Start by setting up a square with the box method. We know that the area of the square will represent the product of the side lengths, and the side lengths must be the same (because it’s a square). Using what we know about the box method, we can put the $x^2$ term in the top left corner. The terms with $x$ need to be in the top right and bottom left corners, and they need to add to $6x$ . Because we’re dealing with a square, we want it to be balanced, so we’ll put $3x$ in each of those corners. The total area we’ve filled in is equal to our original expression, $x^2+6x$ . However, the square is not “complete” because there isn’t anything in the lower right corner. Working backwards from the box method, you can figure out that the side lengths must both be $(x+3)$ . Once you fill that in, you can see that you can complete the square by putting 9 into that lower right corner. Adding 9 “completes the square.”

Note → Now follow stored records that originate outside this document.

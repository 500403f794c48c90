//! New-post drafts: caption plus image attachments, validated before upload.

use std::path::{Path, PathBuf};
use thiserror::Error;

#[derive(Debug, Clone, PartialEq, Eq, Error)]
pub enum DraftError {
    #[error("Caption and at least one attachment are required.")]
    Incomplete,
    #[error("{}: {reason}", .path.display())]
    Unreadable { path: PathBuf, reason: String },
}

#[derive(Debug, Clone, PartialEq, Eq)]
pub struct DraftAttachment {
    pub path: PathBuf,
    pub mime: &'static str,
}

/// A file ready to go into the multipart form.
#[derive(Debug, Clone)]
pub struct UploadFile {
    pub file_name: String,
    pub mime: &'static str,
    pub bytes: Vec<u8>,
}

#[derive(Debug, Clone)]
pub struct PostUpload {
    pub caption: String,
    pub files: Vec<UploadFile>,
}

#[derive(Debug, Clone, Default)]
pub struct NewPostDraft {
    caption: String,
    attachments: Vec<DraftAttachment>,
}

/// Image types the server accepts, keyed by file extension.
pub fn image_mime(path: &Path) -> Option<&'static str> {
    let ext = path.extension()?.to_str()?.to_ascii_lowercase();
    match ext.as_str() {
        "jpg" | "jpeg" => Some("image/jpeg"),
        "png" => Some("image/png"),
        "gif" => Some("image/gif"),
        "webp" => Some("image/webp"),
        _ => None,
    }
}

impl NewPostDraft {
    pub fn new(caption: impl Into<String>) -> Self {
        Self {
            caption: caption.into(),
            attachments: Vec::new(),
        }
    }

    pub fn caption(&self) -> &str {
        &self.caption
    }

    pub fn attachments(&self) -> &[DraftAttachment] {
        &self.attachments
    }

    /// Attach a file. Returns false (and attaches nothing) for non-image files.
    pub fn add_file(&mut self, path: impl Into<PathBuf>) -> bool {
        let path = path.into();
        match image_mime(&path) {
            Some(mime) => {
                self.attachments.push(DraftAttachment { path, mime });
                true
            }
            None => {
                tracing::warn!(path = %path.display(), "skipping non-image attachment");
                false
            }
        }
    }

    pub fn remove_attachment(&mut self, index: usize) -> Option<DraftAttachment> {
        (index < self.attachments.len()).then(|| self.attachments.remove(index))
    }

    /// Remove several attachments by their current index. Returns the indices
    /// that named no attachment.
    pub fn remove_attachments(&mut self, indices: &[usize]) -> Vec<usize> {
        let mut order = indices.to_vec();
        order.sort_unstable_by(|a, b| b.cmp(a));
        order.dedup();
        order
            .into_iter()
            .filter(|&i| self.remove_attachment(i).is_none())
            .collect()
    }

    pub fn validate(&self) -> Result<(), DraftError> {
        if self.caption.trim().is_empty() || self.attachments.is_empty() {
            return Err(DraftError::Incomplete);
        }
        Ok(())
    }

    /// Validate, then read every attachment from disk.
    pub async fn into_upload(self) -> Result<PostUpload, DraftError> {
        self.validate()?;
        let mut files = Vec::with_capacity(self.attachments.len());
        for att in self.attachments {
            let bytes = tokio::fs::read(&att.path)
                .await
                .map_err(|e| DraftError::Unreadable {
                    path: att.path.clone(),
                    reason: e.to_string(),
                })?;
            let file_name = att
                .path
                .file_name()
                .map(|n| n.to_string_lossy().into_owned())
                .unwrap_or_else(|| "attachment".to_string());
            files.push(UploadFile {
                file_name,
                mime: att.mime,
                bytes,
            });
        }
        Ok(PostUpload {
            caption: self.caption,
            files,
        })
    }
}

#[cfg(test)]
mod tests {
    use super::*;

    #[test]
    fn test_image_mime_by_extension() {
        assert_eq!(image_mime(Path::new("a.JPG")), Some("image/jpeg"));
        assert_eq!(image_mime(Path::new("dir/b.webp")), Some("image/webp"));
        assert_eq!(image_mime(Path::new("notes.txt")), None);
        assert_eq!(image_mime(Path::new("no_extension")), None);
    }

    #[test]
    fn test_non_images_are_rejected() {
        let mut draft = NewPostDraft::new("hi");
        assert!(draft.add_file("cat.png"));
        assert!(!draft.add_file("cat.pdf"));
        assert_eq!(draft.attachments().len(), 1);
    }

    #[test]
    fn test_blank_caption_is_incomplete() {
        let mut draft = NewPostDraft::new("   ");
        draft.add_file("cat.png");
        assert_eq!(draft.validate(), Err(DraftError::Incomplete));
    }

    #[test]
    fn test_no_attachments_is_incomplete() {
        let draft = NewPostDraft::new("caption");
        assert_eq!(draft.validate(), Err(DraftError::Incomplete));
        assert_eq!(
            DraftError::Incomplete.to_string(),
            "Caption and at least one attachment are required."
        );
    }

    #[test]
    fn test_remove_attachment_by_index() {
        let mut draft = NewPostDraft::new("caption");
        draft.add_file("a.png");
        draft.add_file("b.gif");
        let removed = draft.remove_attachment(0).unwrap();
        assert_eq!(removed.path, PathBuf::from("a.png"));
        assert_eq!(draft.attachments()[0].mime, "image/gif");
        assert!(draft.remove_attachment(5).is_none());
        assert!(draft.validate().is_ok());
    }

    #[test]
    fn test_remove_several_attachments() {
        let mut draft = NewPostDraft::new("caption");
        for name in ["a.png", "b.png", "c.png", "d.png"] {
            draft.add_file(name);
        }
        let missing = draft.remove_attachments(&[0, 2, 2, 9]);
        assert_eq!(missing, vec![9]);
        let left: Vec<_> = draft.attachments().iter().map(|a| a.path.clone()).collect();
        assert_eq!(left, vec![PathBuf::from("b.png"), PathBuf::from("d.png")]);
        assert_eq!(draft.caption(), "caption");
    }

    #[tokio::test]
    async fn test_missing_file_is_unreadable() {
        let mut draft = NewPostDraft::new("caption");
        draft.add_file("/definitely/not/here.png");
        let err = draft.into_upload().await.unwrap_err();
        assert!(matches!(err, DraftError::Unreadable { .. }));
    }
}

This means that you’ve turned $x^2+6x$ into $x^2+6x+9$ . The square is complete, but you’ve changed the value of the expression by adding $9$ . To fix it, also subtract $9$ : $x^2+6x=x^2+6x+9-9$ . Our sleuthing with the box method told us that $x^2+6x+9$ is equivalent to $(x+3)^2$ , so you can substitute that in.

In the end, $x^2+6x = x^2+6x+9-9 = (x+3)^2-9$ . You’ve completed the square and made sure that the value of the original expression is intact.

Can you complete the square for the expression $x^2+8x$ ?

What about $x^2-2x$ ? And $x^2+5x$ ?

Here’s a video walking you through completing the square for $x^2+6x$ , $x^2+8x$ , $x^2-2x$ , and $x^2+5x$ .

What does the Quadratic Formula have to do with completing the square?

Begin with a generic quadratic equation: $0 = ax^2+bx+c$

Divide everything by $a$ : $0 = x^2+\dfrac{b}{a}x+\dfrac{c}{a}$

Complete the square: $0 = (x+\dfrac{b}{2a})^2+\dfrac{c}{a} -\dfrac{b^2}{4a^2}$

Start solving for $x$ : $\dfrac{b^2}{4z^2}-\dfrac{c}{a} = (x-\dfrac{b}{2a})^2$

Simplify left side: $\dfrac{b^2-4ac}{4a^2} = (x-\dfrac{b}{2a})^2$

Take square root of both sides: $\pm\sqrt{\dfrac{b^2-4ac}{4a^2}} = x-\dfrac{b}{2a}$

Simplify left denominator: $\dfrac{\pm\sqrt{b^2-4ac}}{2a} = x-\dfrac{b}{2a}$

Solve for $x$ : $\dfrac{b}{2a}+\dfrac{\pm\sqrt{b^2-4ac}}{2a} = x$

Simplify: $x = \dfrac{-b\pm\sqrt{b^2-4ac}}{2a}$ Hey! I know that formula!

Comments 2

Jenny F

June 3, 2016 at 12:40 pm

I love seeing different ways to do a Math problem. Your explanation has given me a whole new meaning to ‘completing the square’ – thank you.

- Kristin Rowson
  
  June 3, 2016 at 1:08 pm
  
  I’m so glad you like it! When I learned completing the square it was simply an algebraic algorithm (divide b in half, square it, etc). The visual method helps the algebraic algorithm make so much more intuitive sense for me.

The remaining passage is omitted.